Stored data:
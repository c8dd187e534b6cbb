//! Error types for the workflow crate.
//!
//! Variants follow how an operator has to respond, not which tool failed:
//!
//! - `Policy`: the requested configuration is refused; fix it and retrigger.
//! - `Capacity`: the target cannot hold the data; nothing was touched.
//! - `Transient`: an external tool failed; state is as before the step, so
//!   the same workflow can be retriggered.
//! - `FatalPrecondition`: the host is in a shape the workflow will not work
//!   around.

use std::path::PathBuf;

use thiserror::Error;

/// Result type alias for workflow operations.
pub type Result<T> = std::result::Result<T, Error>;

/// Workflow error types.
#[derive(Debug, Error)]
pub enum Error {
    #[error("policy violation: {reason}")]
    Policy { reason: String },

    #[error("not enough free space on '{mount}': {required} bytes required, {available} bytes free")]
    Capacity {
        mount: PathBuf,
        required: u64,
        available: u64,
    },

    #[error("{operation} failed: {reason}")]
    Transient { operation: String, reason: String },

    #[error("fatal precondition violated: {reason}")]
    FatalPrecondition { reason: String },

    #[error("resource '{name}' is not attached")]
    MissingResource { name: String },

    #[error("invalid value for option '{option}': {reason}")]
    InvalidConfig { option: String, reason: String },

    #[error("fact store error: {0}")]
    Store(#[from] drydock_events::Error),
}

impl Error {
    /// Create a policy violation error.
    pub fn policy(reason: impl Into<String>) -> Self {
        Self::Policy {
            reason: reason.into(),
        }
    }

    /// Create a capacity error.
    pub fn capacity(mount: impl Into<PathBuf>, required: u64, available: u64) -> Self {
        Self::Capacity {
            mount: mount.into(),
            required,
            available,
        }
    }

    /// Create a transient external-tool error.
    pub fn transient(operation: impl Into<String>, reason: impl std::fmt::Display) -> Self {
        Self::Transient {
            operation: operation.into(),
            reason: reason.to_string(),
        }
    }

    /// Create a fatal precondition error.
    pub fn fatal_precondition(reason: impl Into<String>) -> Self {
        Self::FatalPrecondition {
            reason: reason.into(),
        }
    }

    /// Create a missing resource error.
    pub fn missing_resource(name: impl Into<String>) -> Self {
        Self::MissingResource { name: name.into() }
    }

    /// Create an invalid config error.
    pub fn invalid_config(option: impl Into<String>, reason: impl Into<String>) -> Self {
        Self::InvalidConfig {
            option: option.into(),
            reason: reason.into(),
        }
    }

    /// Whether retriggering the same workflow without operator action can
    /// succeed.
    pub fn is_retryable(&self) -> bool {
        matches!(self, Self::Transient { .. } | Self::Store(_))
    }
}

impl From<drydock_core::Error> for Error {
    fn from(err: drydock_core::Error) -> Self {
        Self::transient("host operation", err)
    }
}

impl From<Error> for drydock_events::Error {
    fn from(err: Error) -> Self {
        match err {
            Error::Store(inner) => inner,
            other => Self::reaction_failed(kind_of(&other), other.to_string()),
        }
    }
}

fn kind_of(err: &Error) -> &'static str {
    match err {
        Error::Policy { .. } => "policy",
        Error::Capacity { .. } => "capacity",
        Error::Transient { .. } => "transient",
        Error::FatalPrecondition { .. } => "fatal-precondition",
        Error::MissingResource { .. } => "missing-resource",
        Error::InvalidConfig { .. } => "invalid-config",
        Error::Store(_) => "store",
    }
}

#[cfg(test)]
mod tests {
    use super::*;

    #[test]
    fn test_capacity_display() {
        let err = Error::capacity("/srv/data", 500, 400);
        let text = err.to_string();
        assert!(text.contains("/srv/data"));
        assert!(text.contains("500"));
        assert!(text.contains("400"));
    }

    #[test]
    fn test_only_transient_is_retryable() {
        assert!(Error::transient("rsync", "exit 23").is_retryable());
        assert!(!Error::policy("htpasswd without TLS").is_retryable());
        assert!(!Error::fatal_precondition("not a directory").is_retryable());
    }

    #[test]
    fn test_host_errors_are_transient() {
        let err: Error = drydock_core::Error::command_spawn_failed("rsync", "not found").into();
        assert!(err.is_retryable());
        assert!(err.to_string().contains("rsync"));
    }

    #[test]
    fn test_conversion_keeps_kind() {
        let err: drydock_events::Error = Error::policy("no TLS").into();
        let text = err.to_string();
        assert!(text.contains("policy"));
        assert!(text.contains("no TLS"));
    }
}
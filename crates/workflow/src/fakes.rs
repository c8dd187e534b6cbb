//! Recording collaborators for tests.
//!
//! Every fake appends to one shared [`CallLog`], so tests can assert on the
//! relative order of calls across collaborators. The filesystem is the real
//! one: point the [`Layout`](crate::layout::Layout) at a temporary
//! directory.

use std::collections::HashMap;
use std::path::{Path, PathBuf};
use std::sync::atomic::{AtomicBool, AtomicI64, Ordering};
use std::sync::{Arc, Mutex};

use async_trait::async_trait;
use drydock_core::{Error, Result};

use crate::ports::{
    Clock, ContainerRuntime, DiskUsage, Host, PackageInstaller, PortExposure, ResourceProvider,
    RuntimeDaemon, SpaceUsage, Status, StatusReporter, TreeSync, WebsiteRelation,
};
use crate::system::LocalFilesystem;

/// Ordered record of collaborator calls.
#[derive(Debug, Clone, Default)]
pub struct CallLog(Arc<Mutex<Vec<String>>>);

impl CallLog {
    pub fn record(&self, call: impl Into<String>) {
        if let Ok(mut calls) = self.0.lock() {
            calls.push(call.into());
        }
    }

    pub fn entries(&self) -> Vec<String> {
        self.0.lock().map(|calls| calls.clone()).unwrap_or_default()
    }

    pub fn contains(&self, call: &str) -> bool {
        self.entries().iter().any(|entry| entry == call)
    }

    /// Calls starting with `prefix`.
    pub fn count(&self, prefix: &str) -> usize {
        self.entries()
            .iter()
            .filter(|entry| entry.starts_with(prefix))
            .count()
    }

    /// Position of the first call equal to `call`.
    pub fn position(&self, call: &str) -> Option<usize> {
        self.entries().iter().position(|entry| entry == call)
    }

    pub fn clear(&self) {
        if let Ok(mut calls) = self.0.lock() {
            calls.clear();
        }
    }
}

fn failure(call: &str) -> Error {
    Error::command_failed(call, "exit status: 1", "simulated failure")
}

#[derive(Debug, Default)]
pub struct FakeRuntime {
    log: CallLog,
    pub fail_bring_up: AtomicBool,
}

#[async_trait]
impl ContainerRuntime for FakeRuntime {
    async fn bring_up(&self, _launch_spec: &Path) -> Result<()> {
        self.log.record("runtime.bring_up");
        if self.fail_bring_up.load(Ordering::SeqCst) {
            return Err(failure("docker compose up"));
        }
        Ok(())
    }

    async fn bring_down(&self, _launch_spec: &Path) -> Result<()> {
        self.log.record("runtime.bring_down");
        Ok(())
    }

    async fn load_image(&self, image: &Path) -> Result<()> {
        self.log.record(format!("runtime.load_image {}", image.display()));
        Ok(())
    }
}

#[derive(Debug, Default)]
pub struct FakeDaemon {
    log: CallLog,
    pub fail_start: AtomicBool,
}

#[async_trait]
impl RuntimeDaemon for FakeDaemon {
    async fn stop(&self) -> Result<()> {
        self.log.record("daemon.stop");
        Ok(())
    }

    async fn start(&self) -> Result<()> {
        self.log.record("daemon.start");
        if self.fail_start.load(Ordering::SeqCst) {
            return Err(failure("systemctl start docker"));
        }
        Ok(())
    }
}

/// Keeps every reported status.
#[derive(Debug, Default)]
pub struct RecordingStatus(Mutex<Vec<(Status, String)>>);

impl RecordingStatus {
    pub fn all(&self) -> Vec<(Status, String)> {
        self.0.lock().map(|all| all.clone()).unwrap_or_default()
    }

    pub fn last(&self) -> Option<(Status, String)> {
        self.all().pop()
    }

    /// Whether `message` was ever reported with `status`.
    pub fn saw(&self, status: Status, message: &str) -> bool {
        self.all()
            .iter()
            .any(|(s, m)| *s == status && m == message)
    }

    pub fn blocked(&self) -> Vec<String> {
        self.all()
            .into_iter()
            .filter(|(status, _)| *status == Status::Blocked)
            .map(|(_, message)| message)
            .collect()
    }
}

#[async_trait]
impl StatusReporter for RecordingStatus {
    async fn report(&self, status: Status, message: &str) {
        if let Ok(mut all) = self.0.lock() {
            all.push((status, message.to_string()));
        }
    }
}

#[derive(Debug, Default)]
pub struct FakePorts {
    log: CallLog,
}

#[async_trait]
impl PortExposure for FakePorts {
    async fn open(&self, port: u16) -> Result<()> {
        self.log.record(format!("ports.open {port}"));
        Ok(())
    }

    async fn close(&self, port: u16) -> Result<()> {
        self.log.record(format!("ports.close {port}"));
        Ok(())
    }
}

/// Installs instantly; remembers the queue in memory.
#[derive(Debug, Default)]
pub struct FakeInstaller {
    log: CallLog,
    queue: Mutex<Vec<String>>,
}

#[async_trait]
impl PackageInstaller for FakeInstaller {
    async fn queue_install(&self, packages: &[&str]) -> Result<()> {
        self.log.record(format!("installer.queue {}", packages.join(" ")));
        if let Ok(mut queue) = self.queue.lock() {
            queue.extend(packages.iter().map(|p| (*p).to_string()));
        }
        Ok(())
    }

    async fn install_queued(&self) -> Result<Vec<String>> {
        let installed = self
            .queue
            .lock()
            .map(|mut queue| std::mem::take(&mut *queue))
            .unwrap_or_default();
        self.log.record(format!("installer.install {}", installed.join(" ")));
        Ok(installed)
    }
}

#[derive(Debug, Default)]
pub struct FakeResources(Mutex<HashMap<String, PathBuf>>);

impl FakeResources {
    pub fn attach(&self, name: &str, path: impl Into<PathBuf>) {
        if let Ok(mut resources) = self.0.lock() {
            resources.insert(name.to_string(), path.into());
        }
    }
}

#[async_trait]
impl ResourceProvider for FakeResources {
    async fn resource(&self, name: &str) -> Result<Option<PathBuf>> {
        Ok(self
            .0
            .lock()
            .ok()
            .and_then(|resources| resources.get(name).cloned()))
    }
}

/// Disk usage configured per path. Unknown paths are empty with unlimited
/// free space.
#[derive(Debug, Default)]
pub struct FixedDiskUsage(Mutex<HashMap<PathBuf, SpaceUsage>>);

impl FixedDiskUsage {
    pub fn set(&self, path: impl Into<PathBuf>, used: u64, free: u64) {
        if let Ok(mut usage) = self.0.lock() {
            usage.insert(path.into(), SpaceUsage { used, free });
        }
    }
}

#[async_trait]
impl DiskUsage for FixedDiskUsage {
    async fn usage(&self, path: &Path) -> Result<SpaceUsage> {
        Ok(self
            .0
            .lock()
            .ok()
            .and_then(|usage| usage.get(path).copied())
            .unwrap_or(SpaceUsage {
                used: 0,
                free: u64::MAX,
            }))
    }
}

/// In-process recursive copy that can be told to fail.
#[derive(Debug, Default)]
pub struct CopyTreeSync {
    log: CallLog,
    pub fail: AtomicBool,
}

#[async_trait]
impl TreeSync for CopyTreeSync {
    async fn sync(&self, source: &Path, dest: &Path) -> Result<()> {
        self.log
            .record(format!("sync {} {}", source.display(), dest.display()));
        if self.fail.load(Ordering::SeqCst) {
            return Err(failure("rsync"));
        }
        copy_tree(source, dest)
    }
}

fn copy_tree(source: &Path, dest: &Path) -> Result<()> {
    std::fs::create_dir_all(dest)?;
    for entry in std::fs::read_dir(source)? {
        let entry = entry?;
        let target = dest.join(entry.file_name());
        let kind = entry.file_type()?;
        if kind.is_symlink() {
            let link = std::fs::read_link(entry.path())?;
            if std::fs::symlink_metadata(&target).is_ok() {
                std::fs::remove_file(&target)?;
            }
            std::os::unix::fs::symlink(link, &target)?;
        } else if kind.is_dir() {
            copy_tree(&entry.path(), &target)?;
        } else {
            std::fs::copy(entry.path(), &target)?;
        }
    }
    Ok(())
}

#[derive(Debug, Default)]
pub struct FakeWebsite {
    log: CallLog,
}

#[async_trait]
impl WebsiteRelation for FakeWebsite {
    async fn configure(&self, port: u16) -> Result<()> {
        self.log.record(format!("website.configure {port}"));
        Ok(())
    }
}

#[derive(Debug)]
pub struct FixedClock(AtomicI64);

impl FixedClock {
    pub fn new(unix_seconds: i64) -> Self {
        Self(AtomicI64::new(unix_seconds))
    }

    pub fn set(&self, unix_seconds: i64) {
        self.0.store(unix_seconds, Ordering::SeqCst);
    }
}

impl Clock for FixedClock {
    fn unix_seconds(&self) -> i64 {
        self.0.load(Ordering::SeqCst)
    }
}

/// A full set of fakes sharing one call log.
pub struct Fakes {
    pub log: CallLog,
    pub runtime: Arc<FakeRuntime>,
    pub daemon: Arc<FakeDaemon>,
    pub status: Arc<RecordingStatus>,
    pub ports: Arc<FakePorts>,
    pub installer: Arc<FakeInstaller>,
    pub resources: Arc<FakeResources>,
    pub disk: Arc<FixedDiskUsage>,
    pub sync: Arc<CopyTreeSync>,
    pub website: Arc<FakeWebsite>,
    pub clock: Arc<FixedClock>,
}

impl Default for Fakes {
    fn default() -> Self {
        Self::new()
    }
}

impl Fakes {
    pub fn new() -> Self {
        let log = CallLog::default();
        Self {
            runtime: Arc::new(FakeRuntime {
                log: log.clone(),
                fail_bring_up: AtomicBool::new(false),
            }),
            daemon: Arc::new(FakeDaemon {
                log: log.clone(),
                fail_start: AtomicBool::new(false),
            }),
            status: Arc::new(RecordingStatus::default()),
            ports: Arc::new(FakePorts { log: log.clone() }),
            installer: Arc::new(FakeInstaller {
                log: log.clone(),
                queue: Mutex::new(Vec::new()),
            }),
            resources: Arc::new(FakeResources::default()),
            disk: Arc::new(FixedDiskUsage::default()),
            sync: Arc::new(CopyTreeSync {
                log: log.clone(),
                fail: AtomicBool::new(false),
            }),
            website: Arc::new(FakeWebsite { log: log.clone() }),
            clock: Arc::new(FixedClock::new(1_700_000_000)),
            log,
        }
    }

    /// Host wired to these fakes and the real filesystem.
    pub fn host(&self) -> Host {
        Host {
            runtime: self.runtime.clone(),
            daemon: self.daemon.clone(),
            status: self.status.clone(),
            ports: self.ports.clone(),
            installer: self.installer.clone(),
            resources: self.resources.clone(),
            fs: Arc::new(LocalFilesystem::new(None)),
            disk: self.disk.clone(),
            sync: self.sync.clone(),
            website: self.website.clone(),
            clock: self.clock.clone(),
        }
    }
}
//! Flag-driven reaction engine.
//!
//! This crate provides the rule engine the lifecycle workflows run on:
//!
//! - **Flags**: durable named booleans ("storage attached", "migrated")
//! - **Triggers**: discrete external occurrences ("config changed")
//! - **Guards**: conjunctions of required/forbidden flags plus an optional
//!   trigger filter
//! - **Reactions**: (guard, action) pairs registered on the bus
//! - **Fact store**: durable key-value storage for flags and scalar facts
//!
//! A pass snapshots the flags, runs every reaction whose guard holds in
//! registration order, and applies their buffered flag mutations in one
//! atomic write when the pass ends.
//!
//! # Example
//!
//! ```ignore
//! use drydock_events::{EventBusBuilder, InMemoryFactStore, Trigger};
//! use std::sync::Arc;
//!
//! #[tokio::main]
//! async fn main() {
//!     let store = InMemoryFactStore::new_arc();
//!     let bus = EventBusBuilder::new()
//!         .with_store(store)
//!         .register(my_reaction())
//!         .build()
//!         .unwrap();
//!
//!     let report = bus.dispatch(Trigger::RuntimeAvailable).await.unwrap();
//!     println!("ran: {:?}", report.executed());
//! }
//! ```

#![deny(clippy::unwrap_used)]
#![deny(clippy::expect_used)]
#![forbid(clippy::panic)]

pub mod bus;
pub mod durable_store;
pub mod error;
pub mod guard;
pub mod reaction;
pub mod store;
pub mod types;

// Re-export main types
pub use bus::{DispatchReport, EventBus, EventBusBuilder, PassReport, DEFAULT_MAX_PASSES};
pub use durable_store::SurrealFactStore;
pub use error::{ConnectionError, Error, Result};
pub use guard::Guard;
pub use reaction::{Reaction, ReactionContext};
pub use store::{FactStore, InMemoryFactStore, TracingFactStore};
pub use types::{Flag, FlagMutation, FlagSet, Trigger};
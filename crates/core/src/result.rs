//! Result alias and logging combinators.
//!
//! Host operations whose failure must not abort the caller (status
//! reporting, best-effort cleanup) go through [`ResultExt`] so the error is
//! still recorded in the log.

use std::fmt::Display;

use crate::error::Error;

/// The standard Result type for host operations.
pub type Result<T> = std::result::Result<T, Error>;

/// Extension trait for Results whose error is logged rather than returned.
pub trait ResultExt<T> {
    /// Convert a Result to an Option, logging the error if present.
    fn into_option_logged(self) -> Option<T>;
}

impl<T, E: Display> ResultExt<T> for std::result::Result<T, E> {
    fn into_option_logged(self) -> Option<T> {
        match self {
            Ok(value) => Some(value),
            Err(e) => {
                tracing::error!(error = %e, "Operation failed");
                None
            }
        }
    }
}

#[cfg(test)]
mod tests {
    use super::*;

    #[test]
    fn test_result_into_option_ok() {
        let result: Result<i32> = Ok(42);
        assert_eq!(result.into_option_logged(), Some(42));
    }

    #[test]
    fn test_result_into_option_err() {
        let result: Result<i32> = Err(Error::invalid_record("test"));
        assert_eq!(result.into_option_logged(), None);
    }
}
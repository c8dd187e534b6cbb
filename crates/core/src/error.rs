//! Host I/O error types.
//!
//! All errors are explicit and typed; callers decide whether a failure is
//! transient or fatal.

use std::path::PathBuf;

use thiserror::Error;

/// Error raised by host-facing operations.
#[derive(Debug, Error)]
pub enum Error {
    #[error("failed to read file '{path}': {reason}")]
    FileReadFailed { path: PathBuf, reason: String },

    #[error("failed to write file '{path}': {reason}")]
    FileWriteFailed { path: PathBuf, reason: String },

    #[error("failed to create directory '{path}': {reason}")]
    DirectoryCreationFailed { path: PathBuf, reason: String },

    #[error("failed to rename '{from}' to '{to}': {reason}")]
    RenameFailed {
        from: PathBuf,
        to: PathBuf,
        reason: String,
    },

    #[error("failed to link '{link}' to '{target}': {reason}")]
    LinkFailed {
        link: PathBuf,
        target: PathBuf,
        reason: String,
    },

    #[error("failed to query disk usage of '{path}': {reason}")]
    DiskUsageFailed { path: PathBuf, reason: String },

    #[error("command '{command}' could not be spawned: {reason}")]
    CommandSpawnFailed { command: String, reason: String },

    #[error("command '{command}' exited with {status}: {stderr}")]
    CommandFailed {
        command: String,
        status: String,
        stderr: String,
    },

    #[error("invalid record: {reason}")]
    InvalidRecord { reason: String },

    #[error("I/O error: {0}")]
    Io(#[from] std::io::Error),
}

impl Error {
    /// Create a file read error.
    pub fn file_read_failed(path: impl Into<PathBuf>, reason: impl Into<String>) -> Self {
        Self::FileReadFailed {
            path: path.into(),
            reason: reason.into(),
        }
    }

    /// Create a file write error.
    pub fn file_write_failed(path: impl Into<PathBuf>, reason: impl Into<String>) -> Self {
        Self::FileWriteFailed {
            path: path.into(),
            reason: reason.into(),
        }
    }

    /// Create a directory creation error.
    pub fn directory_creation_failed(path: impl Into<PathBuf>, reason: impl Into<String>) -> Self {
        Self::DirectoryCreationFailed {
            path: path.into(),
            reason: reason.into(),
        }
    }

    /// Create a rename error.
    pub fn rename_failed(
        from: impl Into<PathBuf>,
        to: impl Into<PathBuf>,
        reason: impl Into<String>,
    ) -> Self {
        Self::RenameFailed {
            from: from.into(),
            to: to.into(),
            reason: reason.into(),
        }
    }

    /// Create a symlink error.
    pub fn link_failed(
        link: impl Into<PathBuf>,
        target: impl Into<PathBuf>,
        reason: impl Into<String>,
    ) -> Self {
        Self::LinkFailed {
            link: link.into(),
            target: target.into(),
            reason: reason.into(),
        }
    }

    /// Create a disk usage error.
    pub fn disk_usage_failed(path: impl Into<PathBuf>, reason: impl Into<String>) -> Self {
        Self::DiskUsageFailed {
            path: path.into(),
            reason: reason.into(),
        }
    }

    /// Create a spawn error.
    pub fn command_spawn_failed(command: impl Into<String>, reason: impl Into<String>) -> Self {
        Self::CommandSpawnFailed {
            command: command.into(),
            reason: reason.into(),
        }
    }

    /// Create a non-zero exit error.
    pub fn command_failed(
        command: impl Into<String>,
        status: impl Into<String>,
        stderr: impl Into<String>,
    ) -> Self {
        Self::CommandFailed {
            command: command.into(),
            status: status.into(),
            stderr: stderr.into(),
        }
    }

    /// Create an invalid record error.
    pub fn invalid_record(reason: impl Into<String>) -> Self {
        Self::InvalidRecord {
            reason: reason.into(),
        }
    }
}

#[cfg(test)]
mod tests {
    use super::*;

    #[test]
    fn test_command_failed_display() {
        let err = Error::command_failed("rsync -a", "exit status: 23", "partial transfer");
        let text = err.to_string();
        assert!(text.contains("rsync -a"));
        assert!(text.contains("23"));
        assert!(text.contains("partial transfer"));
    }

    #[test]
    fn test_rename_failed_names_both_paths() {
        let err = Error::rename_failed("/var/lib/docker", "/var/lib/docker-1", "busy");
        let text = err.to_string();
        assert!(text.contains("/var/lib/docker'"));
        assert!(text.contains("/var/lib/docker-1"));
    }

    #[test]
    fn test_io_conversion() {
        let err: Error = std::io::Error::new(std::io::ErrorKind::NotFound, "gone").into();
        assert!(matches!(err, Error::Io(_)));
    }
}
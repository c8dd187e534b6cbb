//! Property-based tests for dispatch over the durable store.
//!
//! Properties verified:
//! - A chain of guarded reactions runs in order up to the first failure
//! - No reaction runs twice in one dispatch
//! - Flags of a failed reaction never reach the store, its facts do

#![deny(clippy::unwrap_used)]
#![deny(clippy::expect_used)]

use std::sync::Arc;

use async_trait::async_trait;
use drydock_events::{
    Error, EventBusBuilder, FactStore, Guard, Reaction, ReactionContext, Result,
    SurrealFactStore, Trigger,
};
use proptest::prelude::*;

/// Link `index` of a chain: runs once the previous link's flag is set.
struct Link {
    id: String,
    index: usize,
    fail: bool,
}

fn step(index: usize) -> String {
    format!("step.{index}")
}

#[async_trait]
impl Reaction for Link {
    fn id(&self) -> &str {
        &self.id
    }

    fn guard(&self) -> Guard {
        match self.index {
            0 => Guard::new().on("update"),
            n => Guard::new().when(step(n - 1)),
        }
    }

    async fn run(&self, ctx: &mut ReactionContext<'_>) -> Result<()> {
        ctx.facts().set(&format!("visited.{}", self.index), "yes".to_string()).await?;
        ctx.set_flag(step(self.index));
        if self.fail {
            return Err(Error::reaction_failed(&self.id, "injected"));
        }
        Ok(())
    }
}

fn chain(failures: &[bool]) -> Vec<Arc<dyn Reaction>> {
    failures
        .iter()
        .enumerate()
        .map(|(index, fail)| {
            Arc::new(Link {
                id: format!("link-{index}"),
                index,
                fail: *fail,
            }) as Arc<dyn Reaction>
        })
        .collect()
}

fn fail_case(err: impl std::fmt::Display) -> TestCaseError {
    TestCaseError::fail(err.to_string())
}

proptest! {
    #![proptest_config(ProptestConfig::with_cases(24))]

    /// Property: the chain advances one link per pass and stops at the first
    /// failing link, whose flag is discarded.
    #[test]
    fn prop_chain_stops_at_first_failure(failures in prop::collection::vec(any::<bool>(), 1..8)) {
        let rt = tokio::runtime::Runtime::new().map_err(fail_case)?;
        rt.block_on(async {
            let store = Arc::new(SurrealFactStore::in_memory().await.map_err(fail_case)?);
            let bus = chain(&failures)
                .into_iter()
                .fold(EventBusBuilder::new().with_store(store.clone()), |builder, link| {
                    builder.register(link)
                })
                .build()
                .map_err(fail_case)?;

            let report = bus.dispatch(Trigger::Update).await.map_err(fail_case)?;
            let completed = failures.iter().take_while(|fail| !**fail).count();

            let expected: Vec<String> = (0..completed).map(|i| format!("link-{i}")).collect();
            prop_assert_eq!(report.executed(), expected.iter().map(String::as_str).collect::<Vec<_>>());
            prop_assert!(!report.truncated);

            for index in 0..failures.len() {
                let ran = report.passes.iter().filter(|pass| pass.ran(&format!("link-{index}"))).count();
                prop_assert!(ran <= 1, "link-{} ran {} times", index, ran);
            }

            let flags = store.flags().await.map_err(fail_case)?;
            for index in 0..failures.len() {
                prop_assert_eq!(flags.is_set(&step(index)), index < completed);
            }
            if completed < failures.len() {
                let visited = store.get(&format!("visited.{completed}")).await.map_err(fail_case)?;
                prop_assert_eq!(visited.as_deref(), Some("yes"));
            }
            Ok::<(), TestCaseError>(())
        })?;
    }
}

TASK ITEM: Return the number of lines in the data above that include the word "FakePorts", and nothing else.

OUTPUT: 4